YOUR ASSIGNMENT —
From the top of the records below, return each line exactly, ending with the line that contains "filename src/logger/mod.rs".

RECORDS FOR PROCESSING —
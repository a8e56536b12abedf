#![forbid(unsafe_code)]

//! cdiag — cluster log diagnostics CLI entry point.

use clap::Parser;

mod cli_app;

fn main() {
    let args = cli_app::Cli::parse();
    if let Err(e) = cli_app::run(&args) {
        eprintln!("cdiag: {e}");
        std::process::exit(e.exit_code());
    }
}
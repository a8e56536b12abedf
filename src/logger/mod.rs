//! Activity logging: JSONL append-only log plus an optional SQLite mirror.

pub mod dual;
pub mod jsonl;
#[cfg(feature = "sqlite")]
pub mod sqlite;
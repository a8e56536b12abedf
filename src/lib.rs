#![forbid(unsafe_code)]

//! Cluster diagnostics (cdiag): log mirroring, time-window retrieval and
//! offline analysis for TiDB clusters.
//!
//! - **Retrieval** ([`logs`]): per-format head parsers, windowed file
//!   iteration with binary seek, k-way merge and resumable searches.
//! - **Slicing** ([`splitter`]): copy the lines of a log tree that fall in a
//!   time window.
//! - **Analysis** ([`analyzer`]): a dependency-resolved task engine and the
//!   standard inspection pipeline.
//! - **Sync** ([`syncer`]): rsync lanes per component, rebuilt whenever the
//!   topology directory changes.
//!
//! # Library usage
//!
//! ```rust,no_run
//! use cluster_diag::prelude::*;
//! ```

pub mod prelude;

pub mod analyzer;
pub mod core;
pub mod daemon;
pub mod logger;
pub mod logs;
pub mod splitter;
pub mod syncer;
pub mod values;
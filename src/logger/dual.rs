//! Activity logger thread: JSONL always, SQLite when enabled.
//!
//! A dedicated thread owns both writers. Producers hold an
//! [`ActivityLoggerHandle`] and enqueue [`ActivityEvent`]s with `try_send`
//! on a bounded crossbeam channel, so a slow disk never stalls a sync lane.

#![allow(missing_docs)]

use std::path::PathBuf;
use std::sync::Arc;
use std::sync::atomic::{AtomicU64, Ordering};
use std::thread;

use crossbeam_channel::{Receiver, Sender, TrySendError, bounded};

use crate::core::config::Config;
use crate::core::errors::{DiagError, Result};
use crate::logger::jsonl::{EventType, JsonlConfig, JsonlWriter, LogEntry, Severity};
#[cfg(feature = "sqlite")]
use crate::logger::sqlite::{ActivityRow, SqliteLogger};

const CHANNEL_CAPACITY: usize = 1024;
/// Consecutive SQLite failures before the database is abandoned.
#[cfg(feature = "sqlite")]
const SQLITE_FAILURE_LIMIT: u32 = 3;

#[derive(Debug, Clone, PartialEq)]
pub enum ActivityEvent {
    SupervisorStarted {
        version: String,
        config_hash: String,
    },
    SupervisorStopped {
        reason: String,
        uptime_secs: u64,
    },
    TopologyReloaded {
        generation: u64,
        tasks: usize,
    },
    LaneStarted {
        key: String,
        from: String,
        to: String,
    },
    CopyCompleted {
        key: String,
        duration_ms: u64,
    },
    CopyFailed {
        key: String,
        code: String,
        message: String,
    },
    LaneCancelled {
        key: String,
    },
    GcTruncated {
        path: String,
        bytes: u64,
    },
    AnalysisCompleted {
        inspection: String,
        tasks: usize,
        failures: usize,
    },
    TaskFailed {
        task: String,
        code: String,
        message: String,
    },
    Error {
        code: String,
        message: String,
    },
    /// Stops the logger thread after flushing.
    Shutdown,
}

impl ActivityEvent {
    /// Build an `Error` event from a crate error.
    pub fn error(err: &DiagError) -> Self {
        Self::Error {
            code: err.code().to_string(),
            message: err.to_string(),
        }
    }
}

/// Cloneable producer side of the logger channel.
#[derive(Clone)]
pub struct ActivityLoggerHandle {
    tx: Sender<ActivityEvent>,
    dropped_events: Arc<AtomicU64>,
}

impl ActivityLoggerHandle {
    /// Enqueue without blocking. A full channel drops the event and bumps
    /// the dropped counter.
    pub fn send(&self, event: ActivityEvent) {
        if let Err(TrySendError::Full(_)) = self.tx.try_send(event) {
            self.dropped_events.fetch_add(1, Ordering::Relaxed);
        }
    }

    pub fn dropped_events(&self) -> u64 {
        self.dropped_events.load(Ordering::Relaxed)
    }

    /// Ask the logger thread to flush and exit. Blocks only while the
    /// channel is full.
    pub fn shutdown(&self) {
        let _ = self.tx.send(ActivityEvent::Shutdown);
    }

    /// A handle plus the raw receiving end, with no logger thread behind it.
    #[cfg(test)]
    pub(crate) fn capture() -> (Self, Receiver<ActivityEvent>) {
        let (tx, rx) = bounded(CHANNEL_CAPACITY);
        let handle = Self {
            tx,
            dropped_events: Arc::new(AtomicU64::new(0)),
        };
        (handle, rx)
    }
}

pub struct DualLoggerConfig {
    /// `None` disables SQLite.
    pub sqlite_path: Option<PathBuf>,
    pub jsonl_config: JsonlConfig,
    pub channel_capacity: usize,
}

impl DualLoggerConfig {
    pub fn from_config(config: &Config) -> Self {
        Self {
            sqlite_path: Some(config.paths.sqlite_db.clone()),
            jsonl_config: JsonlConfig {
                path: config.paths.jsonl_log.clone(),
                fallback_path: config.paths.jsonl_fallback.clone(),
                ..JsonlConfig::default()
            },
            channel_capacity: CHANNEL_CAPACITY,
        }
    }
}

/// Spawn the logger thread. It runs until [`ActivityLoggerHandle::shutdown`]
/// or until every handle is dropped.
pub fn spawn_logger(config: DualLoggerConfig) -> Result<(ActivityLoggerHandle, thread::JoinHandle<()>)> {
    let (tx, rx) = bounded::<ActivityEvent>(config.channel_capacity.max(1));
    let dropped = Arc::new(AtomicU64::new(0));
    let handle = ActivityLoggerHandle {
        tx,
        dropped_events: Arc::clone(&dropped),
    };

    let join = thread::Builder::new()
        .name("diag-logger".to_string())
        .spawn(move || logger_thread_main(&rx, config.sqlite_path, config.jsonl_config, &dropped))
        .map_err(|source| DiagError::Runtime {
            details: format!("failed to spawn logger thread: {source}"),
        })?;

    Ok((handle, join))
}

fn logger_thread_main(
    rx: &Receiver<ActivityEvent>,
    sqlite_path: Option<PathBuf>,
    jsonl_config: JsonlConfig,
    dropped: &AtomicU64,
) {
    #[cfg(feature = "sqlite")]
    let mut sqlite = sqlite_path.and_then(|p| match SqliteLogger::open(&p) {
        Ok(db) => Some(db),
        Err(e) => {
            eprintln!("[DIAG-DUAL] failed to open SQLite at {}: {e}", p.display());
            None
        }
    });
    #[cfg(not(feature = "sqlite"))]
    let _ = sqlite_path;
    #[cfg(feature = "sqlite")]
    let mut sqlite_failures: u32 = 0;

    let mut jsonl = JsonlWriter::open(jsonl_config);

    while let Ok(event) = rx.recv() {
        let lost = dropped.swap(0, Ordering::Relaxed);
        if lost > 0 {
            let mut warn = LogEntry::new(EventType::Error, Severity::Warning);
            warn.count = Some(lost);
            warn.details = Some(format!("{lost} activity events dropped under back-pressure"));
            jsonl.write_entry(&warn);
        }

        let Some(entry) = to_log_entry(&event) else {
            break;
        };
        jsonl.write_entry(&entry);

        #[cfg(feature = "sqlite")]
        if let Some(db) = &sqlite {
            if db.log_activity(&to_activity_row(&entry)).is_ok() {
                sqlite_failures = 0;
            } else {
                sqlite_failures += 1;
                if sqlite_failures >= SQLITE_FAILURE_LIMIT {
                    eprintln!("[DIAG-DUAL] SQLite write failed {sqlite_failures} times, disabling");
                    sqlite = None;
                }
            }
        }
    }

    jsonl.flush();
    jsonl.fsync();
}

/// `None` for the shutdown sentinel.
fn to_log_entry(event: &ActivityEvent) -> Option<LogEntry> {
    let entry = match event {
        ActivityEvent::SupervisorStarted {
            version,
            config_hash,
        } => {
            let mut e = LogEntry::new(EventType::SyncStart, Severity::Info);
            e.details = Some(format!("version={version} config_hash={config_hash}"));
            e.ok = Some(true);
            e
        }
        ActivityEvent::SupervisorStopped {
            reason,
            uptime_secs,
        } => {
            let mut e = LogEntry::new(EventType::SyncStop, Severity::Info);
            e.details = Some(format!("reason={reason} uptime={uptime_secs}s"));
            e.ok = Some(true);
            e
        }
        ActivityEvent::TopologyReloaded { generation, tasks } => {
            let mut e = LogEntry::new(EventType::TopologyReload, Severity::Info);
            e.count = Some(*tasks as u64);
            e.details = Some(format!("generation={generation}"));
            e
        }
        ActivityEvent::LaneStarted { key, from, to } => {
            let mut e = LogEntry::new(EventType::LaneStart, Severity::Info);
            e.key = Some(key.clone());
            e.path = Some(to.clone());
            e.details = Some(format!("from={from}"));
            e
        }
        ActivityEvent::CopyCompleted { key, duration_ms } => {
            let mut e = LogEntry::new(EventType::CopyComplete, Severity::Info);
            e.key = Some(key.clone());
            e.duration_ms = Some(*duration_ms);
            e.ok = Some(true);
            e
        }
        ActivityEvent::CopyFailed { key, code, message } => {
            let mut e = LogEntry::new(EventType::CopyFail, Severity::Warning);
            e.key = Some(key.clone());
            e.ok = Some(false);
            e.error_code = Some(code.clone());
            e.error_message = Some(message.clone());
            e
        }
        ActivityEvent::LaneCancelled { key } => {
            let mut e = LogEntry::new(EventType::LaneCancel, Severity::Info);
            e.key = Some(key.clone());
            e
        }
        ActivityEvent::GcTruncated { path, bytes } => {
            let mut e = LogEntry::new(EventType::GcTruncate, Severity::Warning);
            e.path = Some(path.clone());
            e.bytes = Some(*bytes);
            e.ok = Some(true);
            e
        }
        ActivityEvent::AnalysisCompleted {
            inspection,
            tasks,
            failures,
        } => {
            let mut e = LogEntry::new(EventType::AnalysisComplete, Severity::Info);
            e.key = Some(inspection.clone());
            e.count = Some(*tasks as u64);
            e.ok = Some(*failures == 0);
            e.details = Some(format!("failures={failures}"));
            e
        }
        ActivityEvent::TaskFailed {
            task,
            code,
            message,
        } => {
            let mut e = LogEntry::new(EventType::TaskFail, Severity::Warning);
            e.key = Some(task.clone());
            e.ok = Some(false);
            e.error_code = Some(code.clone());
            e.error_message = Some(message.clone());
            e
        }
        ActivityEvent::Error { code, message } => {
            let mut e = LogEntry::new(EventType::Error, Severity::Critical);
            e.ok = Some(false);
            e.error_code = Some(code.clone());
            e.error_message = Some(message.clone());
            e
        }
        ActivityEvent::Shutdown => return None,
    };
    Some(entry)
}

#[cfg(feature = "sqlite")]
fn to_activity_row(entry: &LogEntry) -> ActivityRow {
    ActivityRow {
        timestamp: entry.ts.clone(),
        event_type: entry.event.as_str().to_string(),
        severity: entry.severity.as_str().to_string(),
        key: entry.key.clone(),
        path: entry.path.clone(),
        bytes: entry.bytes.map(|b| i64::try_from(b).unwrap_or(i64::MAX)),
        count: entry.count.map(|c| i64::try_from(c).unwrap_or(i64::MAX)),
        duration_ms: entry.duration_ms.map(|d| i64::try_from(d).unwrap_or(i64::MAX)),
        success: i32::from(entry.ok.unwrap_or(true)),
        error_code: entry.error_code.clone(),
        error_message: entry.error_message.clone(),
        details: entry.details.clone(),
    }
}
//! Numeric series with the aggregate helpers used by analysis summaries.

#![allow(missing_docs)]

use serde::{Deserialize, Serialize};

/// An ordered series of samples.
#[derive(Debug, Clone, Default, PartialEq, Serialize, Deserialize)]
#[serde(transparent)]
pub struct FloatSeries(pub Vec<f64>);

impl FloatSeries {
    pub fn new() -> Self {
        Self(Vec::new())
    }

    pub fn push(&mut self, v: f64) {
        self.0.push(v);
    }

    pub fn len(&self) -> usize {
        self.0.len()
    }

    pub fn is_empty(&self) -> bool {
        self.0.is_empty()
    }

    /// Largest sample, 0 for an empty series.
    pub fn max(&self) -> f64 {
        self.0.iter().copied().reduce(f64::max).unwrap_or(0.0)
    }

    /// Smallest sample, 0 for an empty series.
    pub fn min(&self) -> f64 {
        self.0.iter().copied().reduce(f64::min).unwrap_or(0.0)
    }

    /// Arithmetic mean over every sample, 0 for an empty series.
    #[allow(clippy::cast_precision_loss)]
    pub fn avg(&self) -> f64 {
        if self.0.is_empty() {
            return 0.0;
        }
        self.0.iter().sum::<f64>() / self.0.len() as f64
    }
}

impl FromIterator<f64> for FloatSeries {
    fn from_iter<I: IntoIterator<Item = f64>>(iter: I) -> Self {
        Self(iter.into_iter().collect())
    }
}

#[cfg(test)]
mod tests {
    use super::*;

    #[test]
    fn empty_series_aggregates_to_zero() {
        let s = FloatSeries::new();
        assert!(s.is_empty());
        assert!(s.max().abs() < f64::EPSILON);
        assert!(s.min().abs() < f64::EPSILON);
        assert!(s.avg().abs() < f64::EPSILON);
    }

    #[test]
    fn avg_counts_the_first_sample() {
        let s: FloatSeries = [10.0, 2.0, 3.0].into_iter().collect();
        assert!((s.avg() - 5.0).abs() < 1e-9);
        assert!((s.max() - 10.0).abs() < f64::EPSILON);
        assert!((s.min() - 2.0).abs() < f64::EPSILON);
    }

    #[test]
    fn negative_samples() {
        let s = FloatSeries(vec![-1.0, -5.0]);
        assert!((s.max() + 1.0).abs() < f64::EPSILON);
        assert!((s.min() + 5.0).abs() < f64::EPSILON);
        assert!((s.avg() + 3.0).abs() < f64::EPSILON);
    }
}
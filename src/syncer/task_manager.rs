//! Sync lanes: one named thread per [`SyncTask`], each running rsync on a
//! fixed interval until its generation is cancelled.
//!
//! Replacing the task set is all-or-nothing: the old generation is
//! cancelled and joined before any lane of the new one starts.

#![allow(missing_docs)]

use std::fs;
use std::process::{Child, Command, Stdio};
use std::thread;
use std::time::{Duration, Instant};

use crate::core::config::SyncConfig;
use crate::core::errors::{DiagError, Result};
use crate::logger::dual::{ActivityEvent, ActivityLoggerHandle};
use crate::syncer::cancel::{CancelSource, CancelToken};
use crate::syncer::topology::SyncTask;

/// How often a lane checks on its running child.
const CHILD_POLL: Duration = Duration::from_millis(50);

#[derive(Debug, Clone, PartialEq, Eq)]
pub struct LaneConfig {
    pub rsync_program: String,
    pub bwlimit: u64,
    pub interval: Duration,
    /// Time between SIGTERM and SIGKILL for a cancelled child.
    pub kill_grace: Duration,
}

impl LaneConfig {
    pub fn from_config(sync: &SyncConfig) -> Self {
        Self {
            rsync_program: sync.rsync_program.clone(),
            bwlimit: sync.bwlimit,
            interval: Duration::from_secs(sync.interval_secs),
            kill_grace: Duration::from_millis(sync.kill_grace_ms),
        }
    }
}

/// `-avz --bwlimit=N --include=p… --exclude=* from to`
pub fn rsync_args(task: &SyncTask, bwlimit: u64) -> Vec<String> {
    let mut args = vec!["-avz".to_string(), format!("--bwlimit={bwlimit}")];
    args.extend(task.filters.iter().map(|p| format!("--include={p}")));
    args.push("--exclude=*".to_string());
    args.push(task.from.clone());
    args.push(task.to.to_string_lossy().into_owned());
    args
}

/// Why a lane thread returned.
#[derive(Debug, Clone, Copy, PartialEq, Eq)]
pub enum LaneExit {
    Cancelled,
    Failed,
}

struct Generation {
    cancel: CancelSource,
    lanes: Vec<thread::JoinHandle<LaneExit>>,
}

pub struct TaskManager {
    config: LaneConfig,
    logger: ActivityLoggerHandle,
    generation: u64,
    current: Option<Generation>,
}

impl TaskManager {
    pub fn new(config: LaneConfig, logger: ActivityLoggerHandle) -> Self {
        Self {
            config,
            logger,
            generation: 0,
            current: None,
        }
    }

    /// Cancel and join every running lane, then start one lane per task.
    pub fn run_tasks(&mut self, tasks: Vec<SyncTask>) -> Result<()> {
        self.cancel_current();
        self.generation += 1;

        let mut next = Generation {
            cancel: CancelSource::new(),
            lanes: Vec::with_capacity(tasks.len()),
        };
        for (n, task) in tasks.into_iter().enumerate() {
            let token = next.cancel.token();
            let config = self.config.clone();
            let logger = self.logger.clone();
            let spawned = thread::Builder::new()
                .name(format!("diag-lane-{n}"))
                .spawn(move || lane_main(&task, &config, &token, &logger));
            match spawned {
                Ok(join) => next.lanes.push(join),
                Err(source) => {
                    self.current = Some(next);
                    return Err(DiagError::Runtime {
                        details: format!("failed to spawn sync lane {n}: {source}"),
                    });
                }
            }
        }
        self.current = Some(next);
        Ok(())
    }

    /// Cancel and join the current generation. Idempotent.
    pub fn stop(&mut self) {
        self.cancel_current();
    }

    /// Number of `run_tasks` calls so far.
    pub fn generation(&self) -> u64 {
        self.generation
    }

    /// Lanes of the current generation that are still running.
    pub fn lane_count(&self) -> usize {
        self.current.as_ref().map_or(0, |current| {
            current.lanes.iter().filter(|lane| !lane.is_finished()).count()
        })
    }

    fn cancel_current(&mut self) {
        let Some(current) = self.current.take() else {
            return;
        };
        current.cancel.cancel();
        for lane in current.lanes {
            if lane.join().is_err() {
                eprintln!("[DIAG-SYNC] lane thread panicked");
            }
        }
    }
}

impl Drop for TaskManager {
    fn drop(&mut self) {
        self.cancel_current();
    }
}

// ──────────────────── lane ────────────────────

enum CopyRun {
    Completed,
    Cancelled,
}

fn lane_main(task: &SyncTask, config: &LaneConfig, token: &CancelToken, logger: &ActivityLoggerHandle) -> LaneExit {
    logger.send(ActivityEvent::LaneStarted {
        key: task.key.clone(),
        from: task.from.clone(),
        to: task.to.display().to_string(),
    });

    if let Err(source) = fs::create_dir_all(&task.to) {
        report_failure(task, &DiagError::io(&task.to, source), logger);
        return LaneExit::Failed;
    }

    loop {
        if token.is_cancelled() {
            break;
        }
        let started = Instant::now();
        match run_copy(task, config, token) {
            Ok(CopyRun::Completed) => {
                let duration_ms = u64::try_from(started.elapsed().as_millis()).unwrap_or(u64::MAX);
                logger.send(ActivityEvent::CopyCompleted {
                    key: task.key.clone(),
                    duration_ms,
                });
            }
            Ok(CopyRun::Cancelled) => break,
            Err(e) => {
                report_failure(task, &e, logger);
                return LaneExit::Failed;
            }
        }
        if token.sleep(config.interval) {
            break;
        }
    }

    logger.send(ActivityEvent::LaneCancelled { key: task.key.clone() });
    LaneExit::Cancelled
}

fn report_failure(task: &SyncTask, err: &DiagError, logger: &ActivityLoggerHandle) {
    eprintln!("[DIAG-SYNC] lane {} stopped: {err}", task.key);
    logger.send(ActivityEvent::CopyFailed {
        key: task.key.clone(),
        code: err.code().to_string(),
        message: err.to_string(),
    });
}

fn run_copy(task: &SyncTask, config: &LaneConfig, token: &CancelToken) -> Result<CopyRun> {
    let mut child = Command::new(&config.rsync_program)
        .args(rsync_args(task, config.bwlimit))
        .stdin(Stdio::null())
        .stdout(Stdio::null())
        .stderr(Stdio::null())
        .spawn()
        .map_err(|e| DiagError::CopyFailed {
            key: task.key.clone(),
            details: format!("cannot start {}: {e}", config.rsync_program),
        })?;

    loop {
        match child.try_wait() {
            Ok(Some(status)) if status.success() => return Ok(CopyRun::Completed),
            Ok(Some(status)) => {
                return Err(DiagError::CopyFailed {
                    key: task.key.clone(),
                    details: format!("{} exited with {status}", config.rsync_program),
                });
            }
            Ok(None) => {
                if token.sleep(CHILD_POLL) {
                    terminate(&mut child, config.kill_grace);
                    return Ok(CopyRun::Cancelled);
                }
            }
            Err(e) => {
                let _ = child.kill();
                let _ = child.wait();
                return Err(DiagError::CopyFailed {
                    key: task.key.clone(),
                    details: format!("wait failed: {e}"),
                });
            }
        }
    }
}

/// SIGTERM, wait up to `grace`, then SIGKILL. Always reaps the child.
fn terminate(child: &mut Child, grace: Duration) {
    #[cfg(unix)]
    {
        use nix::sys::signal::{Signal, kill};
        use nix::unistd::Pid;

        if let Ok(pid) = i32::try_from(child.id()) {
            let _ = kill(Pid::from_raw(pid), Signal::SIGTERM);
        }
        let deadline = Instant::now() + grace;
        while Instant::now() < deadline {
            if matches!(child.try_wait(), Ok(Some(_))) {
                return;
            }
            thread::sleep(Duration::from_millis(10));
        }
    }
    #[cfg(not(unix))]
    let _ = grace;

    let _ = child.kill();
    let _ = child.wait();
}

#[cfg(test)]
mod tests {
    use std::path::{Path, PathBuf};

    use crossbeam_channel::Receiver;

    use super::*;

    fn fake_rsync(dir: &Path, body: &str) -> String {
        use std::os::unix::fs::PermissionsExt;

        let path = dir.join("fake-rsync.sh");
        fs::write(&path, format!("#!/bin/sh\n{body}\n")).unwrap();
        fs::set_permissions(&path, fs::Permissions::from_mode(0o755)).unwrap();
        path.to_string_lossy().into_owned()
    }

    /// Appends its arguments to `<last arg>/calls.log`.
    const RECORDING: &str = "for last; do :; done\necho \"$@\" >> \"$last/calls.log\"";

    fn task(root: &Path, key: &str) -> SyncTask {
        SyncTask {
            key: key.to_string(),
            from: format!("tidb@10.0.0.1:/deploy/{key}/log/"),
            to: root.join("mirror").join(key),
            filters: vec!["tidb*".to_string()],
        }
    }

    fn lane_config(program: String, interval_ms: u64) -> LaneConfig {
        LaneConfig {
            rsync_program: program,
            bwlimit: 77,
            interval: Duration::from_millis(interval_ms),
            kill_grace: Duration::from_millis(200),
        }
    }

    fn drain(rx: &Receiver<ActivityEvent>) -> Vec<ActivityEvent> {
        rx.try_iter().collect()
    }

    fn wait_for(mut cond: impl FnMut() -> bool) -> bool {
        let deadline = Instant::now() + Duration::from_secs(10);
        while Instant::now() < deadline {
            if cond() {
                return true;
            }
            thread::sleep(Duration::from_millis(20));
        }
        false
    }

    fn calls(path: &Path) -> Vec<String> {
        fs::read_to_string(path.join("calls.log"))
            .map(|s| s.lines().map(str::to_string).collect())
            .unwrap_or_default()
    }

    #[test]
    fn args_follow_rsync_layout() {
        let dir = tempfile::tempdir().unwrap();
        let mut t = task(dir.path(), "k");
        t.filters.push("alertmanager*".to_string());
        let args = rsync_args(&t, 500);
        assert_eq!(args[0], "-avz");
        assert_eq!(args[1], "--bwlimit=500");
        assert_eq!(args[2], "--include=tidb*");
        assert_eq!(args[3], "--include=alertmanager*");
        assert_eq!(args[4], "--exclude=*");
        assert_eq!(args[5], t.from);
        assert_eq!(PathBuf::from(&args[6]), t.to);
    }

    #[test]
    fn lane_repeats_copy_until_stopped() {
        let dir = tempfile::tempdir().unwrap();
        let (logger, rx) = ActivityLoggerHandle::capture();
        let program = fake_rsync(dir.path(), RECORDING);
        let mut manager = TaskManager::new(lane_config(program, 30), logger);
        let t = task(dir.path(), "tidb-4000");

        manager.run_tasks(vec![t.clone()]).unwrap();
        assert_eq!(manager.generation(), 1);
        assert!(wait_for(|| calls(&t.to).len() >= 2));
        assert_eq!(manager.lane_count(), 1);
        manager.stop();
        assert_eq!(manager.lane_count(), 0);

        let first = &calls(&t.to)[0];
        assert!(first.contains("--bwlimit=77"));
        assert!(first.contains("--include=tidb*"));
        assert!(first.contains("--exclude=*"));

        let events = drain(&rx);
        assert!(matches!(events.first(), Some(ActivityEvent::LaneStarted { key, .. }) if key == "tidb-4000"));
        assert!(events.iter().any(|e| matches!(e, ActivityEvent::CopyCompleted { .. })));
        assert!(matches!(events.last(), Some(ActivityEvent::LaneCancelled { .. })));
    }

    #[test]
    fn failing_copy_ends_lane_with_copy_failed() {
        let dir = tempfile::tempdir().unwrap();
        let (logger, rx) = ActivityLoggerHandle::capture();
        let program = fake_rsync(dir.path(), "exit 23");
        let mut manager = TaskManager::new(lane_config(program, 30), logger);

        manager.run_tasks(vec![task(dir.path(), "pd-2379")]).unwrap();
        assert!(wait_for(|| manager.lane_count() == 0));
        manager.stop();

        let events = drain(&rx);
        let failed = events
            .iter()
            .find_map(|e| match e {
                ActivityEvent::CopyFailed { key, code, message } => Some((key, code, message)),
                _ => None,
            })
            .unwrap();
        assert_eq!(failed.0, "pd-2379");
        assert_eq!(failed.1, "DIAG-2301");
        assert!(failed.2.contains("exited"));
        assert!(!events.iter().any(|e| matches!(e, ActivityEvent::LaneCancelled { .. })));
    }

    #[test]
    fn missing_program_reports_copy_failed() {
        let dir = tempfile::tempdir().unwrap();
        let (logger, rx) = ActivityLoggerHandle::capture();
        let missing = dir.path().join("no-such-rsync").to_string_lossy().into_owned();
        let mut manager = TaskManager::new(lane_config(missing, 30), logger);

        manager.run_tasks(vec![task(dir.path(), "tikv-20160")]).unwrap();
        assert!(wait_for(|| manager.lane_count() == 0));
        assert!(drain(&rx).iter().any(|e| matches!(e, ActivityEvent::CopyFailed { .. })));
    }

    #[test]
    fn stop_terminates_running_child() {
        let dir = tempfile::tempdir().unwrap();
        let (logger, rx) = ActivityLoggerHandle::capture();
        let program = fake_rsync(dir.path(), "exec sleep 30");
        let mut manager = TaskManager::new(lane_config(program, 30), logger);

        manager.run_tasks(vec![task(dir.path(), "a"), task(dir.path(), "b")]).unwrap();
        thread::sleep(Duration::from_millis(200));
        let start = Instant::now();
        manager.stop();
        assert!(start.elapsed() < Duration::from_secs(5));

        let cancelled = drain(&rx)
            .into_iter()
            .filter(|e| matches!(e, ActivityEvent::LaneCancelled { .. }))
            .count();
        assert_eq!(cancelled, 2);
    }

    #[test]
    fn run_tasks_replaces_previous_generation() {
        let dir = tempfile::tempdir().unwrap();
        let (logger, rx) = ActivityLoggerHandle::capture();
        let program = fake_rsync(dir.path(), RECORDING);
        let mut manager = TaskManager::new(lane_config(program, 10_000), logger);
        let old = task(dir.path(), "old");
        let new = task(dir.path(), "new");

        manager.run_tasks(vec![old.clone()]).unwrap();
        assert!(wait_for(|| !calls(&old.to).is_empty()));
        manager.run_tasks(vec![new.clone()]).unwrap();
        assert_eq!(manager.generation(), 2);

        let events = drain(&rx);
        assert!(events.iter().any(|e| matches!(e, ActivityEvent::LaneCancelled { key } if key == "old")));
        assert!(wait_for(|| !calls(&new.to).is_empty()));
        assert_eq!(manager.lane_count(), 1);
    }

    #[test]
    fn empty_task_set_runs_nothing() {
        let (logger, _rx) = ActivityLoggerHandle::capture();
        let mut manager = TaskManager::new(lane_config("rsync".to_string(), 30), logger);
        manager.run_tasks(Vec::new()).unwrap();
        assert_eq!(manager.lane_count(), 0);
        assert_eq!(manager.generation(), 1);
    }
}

ANSWER SECTION —
repository a8e56536b12abedf
#![forbid(unsafe_code)]

//! cdiag — cluster log diagnostics CLI entry point.

use clap::Parser;

mod cli_app;

fn main() {
    let args = cli_app::Cli::parse();
    if let Err(e) = cli_app::run(&args) {
        eprintln!("cdiag: {e}");
        std::process::exit(e.exit_code());
    }
}
repository a8e56536b12abedf
filename src/logger/mod.rs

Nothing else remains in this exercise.